### Data for this exercise
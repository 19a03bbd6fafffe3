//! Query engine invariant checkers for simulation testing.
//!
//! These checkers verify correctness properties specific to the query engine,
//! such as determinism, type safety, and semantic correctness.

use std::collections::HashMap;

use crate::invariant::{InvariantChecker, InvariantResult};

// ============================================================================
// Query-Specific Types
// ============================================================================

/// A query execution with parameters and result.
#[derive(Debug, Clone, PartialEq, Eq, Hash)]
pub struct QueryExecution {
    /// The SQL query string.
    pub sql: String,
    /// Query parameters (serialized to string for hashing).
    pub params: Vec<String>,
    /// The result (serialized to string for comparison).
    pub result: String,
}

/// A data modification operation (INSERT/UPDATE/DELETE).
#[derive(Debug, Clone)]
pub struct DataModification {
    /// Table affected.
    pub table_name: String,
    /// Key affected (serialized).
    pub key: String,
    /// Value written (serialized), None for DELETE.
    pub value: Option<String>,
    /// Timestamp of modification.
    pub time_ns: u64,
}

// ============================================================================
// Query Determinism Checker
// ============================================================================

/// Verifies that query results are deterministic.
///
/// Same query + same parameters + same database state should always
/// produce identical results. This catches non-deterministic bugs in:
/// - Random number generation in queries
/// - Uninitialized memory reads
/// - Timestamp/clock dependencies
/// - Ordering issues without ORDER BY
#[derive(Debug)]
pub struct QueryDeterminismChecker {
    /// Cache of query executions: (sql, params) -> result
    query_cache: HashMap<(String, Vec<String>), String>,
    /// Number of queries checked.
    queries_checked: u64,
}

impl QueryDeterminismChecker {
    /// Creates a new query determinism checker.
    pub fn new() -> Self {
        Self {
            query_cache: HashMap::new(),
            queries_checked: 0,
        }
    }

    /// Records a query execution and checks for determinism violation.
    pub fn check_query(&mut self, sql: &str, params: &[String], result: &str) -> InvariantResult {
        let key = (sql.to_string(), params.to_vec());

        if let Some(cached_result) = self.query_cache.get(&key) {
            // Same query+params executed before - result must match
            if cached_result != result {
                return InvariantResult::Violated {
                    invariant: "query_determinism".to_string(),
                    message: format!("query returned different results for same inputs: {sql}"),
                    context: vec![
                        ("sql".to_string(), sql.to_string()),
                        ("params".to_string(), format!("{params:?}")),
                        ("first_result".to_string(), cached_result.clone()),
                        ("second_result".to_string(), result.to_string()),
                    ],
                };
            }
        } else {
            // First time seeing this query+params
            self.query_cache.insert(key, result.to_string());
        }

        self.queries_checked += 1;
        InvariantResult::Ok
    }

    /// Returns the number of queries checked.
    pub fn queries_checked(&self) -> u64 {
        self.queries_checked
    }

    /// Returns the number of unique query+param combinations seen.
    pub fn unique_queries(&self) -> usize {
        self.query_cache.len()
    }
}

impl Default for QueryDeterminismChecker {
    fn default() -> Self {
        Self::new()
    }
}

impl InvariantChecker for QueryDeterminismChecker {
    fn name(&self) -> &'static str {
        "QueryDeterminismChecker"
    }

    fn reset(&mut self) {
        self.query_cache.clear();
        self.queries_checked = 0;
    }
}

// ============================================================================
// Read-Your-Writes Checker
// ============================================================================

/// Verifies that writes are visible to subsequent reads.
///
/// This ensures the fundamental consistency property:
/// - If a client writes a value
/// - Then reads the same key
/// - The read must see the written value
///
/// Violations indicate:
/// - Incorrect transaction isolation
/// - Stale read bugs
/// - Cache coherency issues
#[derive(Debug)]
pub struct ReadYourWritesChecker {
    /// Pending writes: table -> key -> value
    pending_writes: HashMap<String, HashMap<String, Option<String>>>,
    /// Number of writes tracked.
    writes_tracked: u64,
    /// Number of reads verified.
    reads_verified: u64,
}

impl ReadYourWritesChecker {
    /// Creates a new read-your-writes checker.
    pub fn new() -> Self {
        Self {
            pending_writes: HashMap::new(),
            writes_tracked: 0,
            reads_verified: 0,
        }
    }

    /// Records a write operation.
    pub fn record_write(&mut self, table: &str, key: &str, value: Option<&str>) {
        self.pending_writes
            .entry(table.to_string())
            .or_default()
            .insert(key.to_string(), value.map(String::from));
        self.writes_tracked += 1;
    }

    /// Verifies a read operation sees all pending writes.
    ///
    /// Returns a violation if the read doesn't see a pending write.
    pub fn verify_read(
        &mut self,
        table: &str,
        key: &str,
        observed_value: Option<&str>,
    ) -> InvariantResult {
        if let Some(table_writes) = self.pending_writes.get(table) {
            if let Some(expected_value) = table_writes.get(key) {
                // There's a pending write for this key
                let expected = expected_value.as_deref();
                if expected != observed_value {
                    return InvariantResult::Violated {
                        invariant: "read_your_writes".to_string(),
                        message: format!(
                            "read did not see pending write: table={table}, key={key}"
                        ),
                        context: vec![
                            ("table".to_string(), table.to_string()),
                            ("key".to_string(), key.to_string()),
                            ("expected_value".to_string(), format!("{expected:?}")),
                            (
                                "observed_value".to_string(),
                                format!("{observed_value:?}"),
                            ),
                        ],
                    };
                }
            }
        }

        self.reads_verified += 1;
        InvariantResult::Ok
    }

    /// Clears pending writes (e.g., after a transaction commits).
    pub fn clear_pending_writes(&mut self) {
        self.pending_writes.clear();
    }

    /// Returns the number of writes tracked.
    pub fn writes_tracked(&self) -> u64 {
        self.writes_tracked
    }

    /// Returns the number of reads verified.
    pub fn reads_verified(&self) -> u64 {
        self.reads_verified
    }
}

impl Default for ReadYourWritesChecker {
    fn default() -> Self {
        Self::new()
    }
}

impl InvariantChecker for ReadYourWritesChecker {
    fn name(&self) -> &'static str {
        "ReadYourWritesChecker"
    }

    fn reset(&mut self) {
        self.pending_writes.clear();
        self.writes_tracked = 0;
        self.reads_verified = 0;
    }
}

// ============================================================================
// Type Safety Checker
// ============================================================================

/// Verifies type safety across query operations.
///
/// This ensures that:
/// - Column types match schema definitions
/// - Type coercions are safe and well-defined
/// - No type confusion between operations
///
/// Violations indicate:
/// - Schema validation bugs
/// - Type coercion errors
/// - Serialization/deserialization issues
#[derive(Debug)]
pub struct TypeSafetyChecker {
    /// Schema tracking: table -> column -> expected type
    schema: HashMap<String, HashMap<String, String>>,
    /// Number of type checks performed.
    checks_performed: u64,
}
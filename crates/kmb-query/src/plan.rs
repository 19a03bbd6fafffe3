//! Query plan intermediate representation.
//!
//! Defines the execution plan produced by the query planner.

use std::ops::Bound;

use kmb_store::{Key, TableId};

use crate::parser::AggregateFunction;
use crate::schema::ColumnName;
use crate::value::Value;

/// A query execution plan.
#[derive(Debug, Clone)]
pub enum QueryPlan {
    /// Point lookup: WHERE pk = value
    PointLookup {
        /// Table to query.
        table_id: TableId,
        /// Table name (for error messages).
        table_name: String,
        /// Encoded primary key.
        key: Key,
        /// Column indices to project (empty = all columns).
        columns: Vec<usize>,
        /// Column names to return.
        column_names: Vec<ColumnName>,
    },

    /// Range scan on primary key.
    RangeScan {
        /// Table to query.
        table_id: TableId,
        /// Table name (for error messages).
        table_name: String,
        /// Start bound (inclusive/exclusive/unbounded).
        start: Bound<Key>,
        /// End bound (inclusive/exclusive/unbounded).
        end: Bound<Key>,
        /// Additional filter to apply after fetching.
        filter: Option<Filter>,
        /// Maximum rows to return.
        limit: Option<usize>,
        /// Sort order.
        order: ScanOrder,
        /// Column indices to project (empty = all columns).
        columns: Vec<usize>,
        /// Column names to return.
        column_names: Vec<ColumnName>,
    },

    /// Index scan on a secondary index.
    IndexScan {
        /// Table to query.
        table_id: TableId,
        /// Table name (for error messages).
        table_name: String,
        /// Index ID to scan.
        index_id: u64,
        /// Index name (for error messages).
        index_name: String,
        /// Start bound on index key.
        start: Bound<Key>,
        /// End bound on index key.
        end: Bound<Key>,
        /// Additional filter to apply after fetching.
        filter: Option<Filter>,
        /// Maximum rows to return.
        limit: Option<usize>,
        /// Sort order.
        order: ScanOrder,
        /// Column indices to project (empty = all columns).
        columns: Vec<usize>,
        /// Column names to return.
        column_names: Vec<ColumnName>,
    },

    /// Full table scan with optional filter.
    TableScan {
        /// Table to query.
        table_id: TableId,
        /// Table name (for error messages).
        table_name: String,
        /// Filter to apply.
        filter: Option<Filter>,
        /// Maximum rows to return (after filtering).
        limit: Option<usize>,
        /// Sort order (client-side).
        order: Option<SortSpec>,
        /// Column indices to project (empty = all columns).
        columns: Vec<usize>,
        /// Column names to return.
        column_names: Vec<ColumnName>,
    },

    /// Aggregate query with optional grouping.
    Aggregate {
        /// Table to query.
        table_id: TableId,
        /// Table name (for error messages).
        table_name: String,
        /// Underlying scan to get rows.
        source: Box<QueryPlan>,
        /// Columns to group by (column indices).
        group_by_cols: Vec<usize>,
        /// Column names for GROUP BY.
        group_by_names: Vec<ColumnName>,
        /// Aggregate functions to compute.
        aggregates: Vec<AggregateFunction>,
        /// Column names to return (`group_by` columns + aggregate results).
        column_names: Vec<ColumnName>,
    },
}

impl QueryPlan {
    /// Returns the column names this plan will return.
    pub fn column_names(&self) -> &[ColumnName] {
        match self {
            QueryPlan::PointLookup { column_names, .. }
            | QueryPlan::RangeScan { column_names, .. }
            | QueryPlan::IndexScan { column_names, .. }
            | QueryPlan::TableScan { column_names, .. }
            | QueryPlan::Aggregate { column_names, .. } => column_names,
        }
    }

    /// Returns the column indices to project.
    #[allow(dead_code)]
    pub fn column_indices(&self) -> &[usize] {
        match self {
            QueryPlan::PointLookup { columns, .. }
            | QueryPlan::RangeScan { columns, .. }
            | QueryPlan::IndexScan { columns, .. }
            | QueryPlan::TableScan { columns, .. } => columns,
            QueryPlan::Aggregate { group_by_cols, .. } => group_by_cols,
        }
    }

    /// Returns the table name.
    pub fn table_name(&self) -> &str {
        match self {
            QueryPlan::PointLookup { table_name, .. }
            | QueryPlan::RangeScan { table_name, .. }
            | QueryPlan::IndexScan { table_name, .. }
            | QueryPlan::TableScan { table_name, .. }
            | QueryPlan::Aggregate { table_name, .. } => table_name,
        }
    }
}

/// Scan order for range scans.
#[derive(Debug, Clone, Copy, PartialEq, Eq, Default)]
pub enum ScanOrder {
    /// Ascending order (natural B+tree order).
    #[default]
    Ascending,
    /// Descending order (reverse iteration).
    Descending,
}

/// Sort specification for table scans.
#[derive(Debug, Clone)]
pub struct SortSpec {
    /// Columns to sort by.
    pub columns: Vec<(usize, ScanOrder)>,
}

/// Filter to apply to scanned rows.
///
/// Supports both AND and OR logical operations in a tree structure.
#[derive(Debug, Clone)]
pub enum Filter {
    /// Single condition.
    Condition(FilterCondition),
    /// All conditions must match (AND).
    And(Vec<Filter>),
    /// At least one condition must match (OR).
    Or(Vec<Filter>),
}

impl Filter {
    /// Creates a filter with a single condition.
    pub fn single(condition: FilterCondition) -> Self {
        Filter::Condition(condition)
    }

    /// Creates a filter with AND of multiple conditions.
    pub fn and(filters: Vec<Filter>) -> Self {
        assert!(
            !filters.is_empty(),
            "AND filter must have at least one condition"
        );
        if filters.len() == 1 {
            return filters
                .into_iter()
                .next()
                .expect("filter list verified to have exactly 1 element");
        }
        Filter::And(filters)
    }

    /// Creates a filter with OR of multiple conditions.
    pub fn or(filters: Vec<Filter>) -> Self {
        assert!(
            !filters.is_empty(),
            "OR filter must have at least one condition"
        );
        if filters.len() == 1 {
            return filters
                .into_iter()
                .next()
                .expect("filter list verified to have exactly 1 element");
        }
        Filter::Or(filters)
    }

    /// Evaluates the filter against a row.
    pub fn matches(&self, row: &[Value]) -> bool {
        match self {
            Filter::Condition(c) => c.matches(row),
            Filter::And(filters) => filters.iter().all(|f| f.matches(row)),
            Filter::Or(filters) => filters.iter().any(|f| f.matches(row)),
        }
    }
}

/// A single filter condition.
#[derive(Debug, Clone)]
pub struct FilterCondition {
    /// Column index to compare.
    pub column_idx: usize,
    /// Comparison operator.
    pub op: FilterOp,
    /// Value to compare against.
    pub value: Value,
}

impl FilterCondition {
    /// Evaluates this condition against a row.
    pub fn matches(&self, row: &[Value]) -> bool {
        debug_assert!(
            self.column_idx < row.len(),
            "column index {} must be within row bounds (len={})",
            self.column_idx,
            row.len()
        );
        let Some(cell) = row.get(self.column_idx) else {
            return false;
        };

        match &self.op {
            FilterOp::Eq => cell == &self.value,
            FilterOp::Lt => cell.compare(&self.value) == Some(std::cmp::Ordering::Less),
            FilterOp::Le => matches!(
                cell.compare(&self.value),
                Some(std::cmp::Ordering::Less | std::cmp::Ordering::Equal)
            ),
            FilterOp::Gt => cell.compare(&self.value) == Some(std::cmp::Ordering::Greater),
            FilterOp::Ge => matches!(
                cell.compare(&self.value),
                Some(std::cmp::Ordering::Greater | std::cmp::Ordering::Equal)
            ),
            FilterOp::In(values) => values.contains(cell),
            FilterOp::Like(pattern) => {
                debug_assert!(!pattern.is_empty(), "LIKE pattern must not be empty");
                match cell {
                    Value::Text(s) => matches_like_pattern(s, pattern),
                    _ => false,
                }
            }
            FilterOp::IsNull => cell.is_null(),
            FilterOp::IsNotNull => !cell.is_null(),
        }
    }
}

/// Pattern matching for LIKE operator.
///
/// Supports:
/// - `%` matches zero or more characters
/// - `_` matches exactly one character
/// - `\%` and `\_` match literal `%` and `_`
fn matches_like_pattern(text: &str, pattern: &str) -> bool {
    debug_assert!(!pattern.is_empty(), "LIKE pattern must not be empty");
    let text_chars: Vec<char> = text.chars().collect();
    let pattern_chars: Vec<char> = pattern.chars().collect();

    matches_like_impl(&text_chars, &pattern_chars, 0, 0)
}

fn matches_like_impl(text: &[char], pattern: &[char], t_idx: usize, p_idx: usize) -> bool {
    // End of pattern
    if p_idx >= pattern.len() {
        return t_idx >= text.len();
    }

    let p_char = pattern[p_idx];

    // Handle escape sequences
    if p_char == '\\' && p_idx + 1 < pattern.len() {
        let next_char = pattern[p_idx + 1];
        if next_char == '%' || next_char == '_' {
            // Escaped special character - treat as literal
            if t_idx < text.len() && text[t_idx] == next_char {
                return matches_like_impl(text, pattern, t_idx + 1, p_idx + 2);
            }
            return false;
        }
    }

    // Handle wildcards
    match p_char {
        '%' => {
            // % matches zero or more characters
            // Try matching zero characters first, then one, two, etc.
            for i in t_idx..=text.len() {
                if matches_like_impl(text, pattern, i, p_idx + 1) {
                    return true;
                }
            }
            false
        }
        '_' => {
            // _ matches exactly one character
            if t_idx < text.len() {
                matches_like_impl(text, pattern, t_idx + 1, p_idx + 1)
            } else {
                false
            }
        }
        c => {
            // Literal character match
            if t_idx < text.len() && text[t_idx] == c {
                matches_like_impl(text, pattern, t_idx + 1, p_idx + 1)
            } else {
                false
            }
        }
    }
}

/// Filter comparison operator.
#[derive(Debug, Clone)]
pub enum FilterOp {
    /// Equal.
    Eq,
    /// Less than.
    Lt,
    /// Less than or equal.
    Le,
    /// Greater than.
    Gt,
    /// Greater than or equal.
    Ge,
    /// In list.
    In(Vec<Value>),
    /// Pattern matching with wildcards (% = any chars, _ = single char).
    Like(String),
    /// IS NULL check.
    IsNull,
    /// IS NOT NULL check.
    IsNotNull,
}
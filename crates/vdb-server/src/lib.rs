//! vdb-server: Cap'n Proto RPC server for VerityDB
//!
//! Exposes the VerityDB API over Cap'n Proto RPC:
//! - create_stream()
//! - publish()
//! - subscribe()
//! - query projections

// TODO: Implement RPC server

### Work instructions
Every line of the material above that includes the string "IndexScan" is required.

### Expected output
    IndexScan {
            | QueryPlan::IndexScan { column_names, .. }
            | QueryPlan::IndexScan { columns, .. }
            | QueryPlan::IndexScan { table_name, .. }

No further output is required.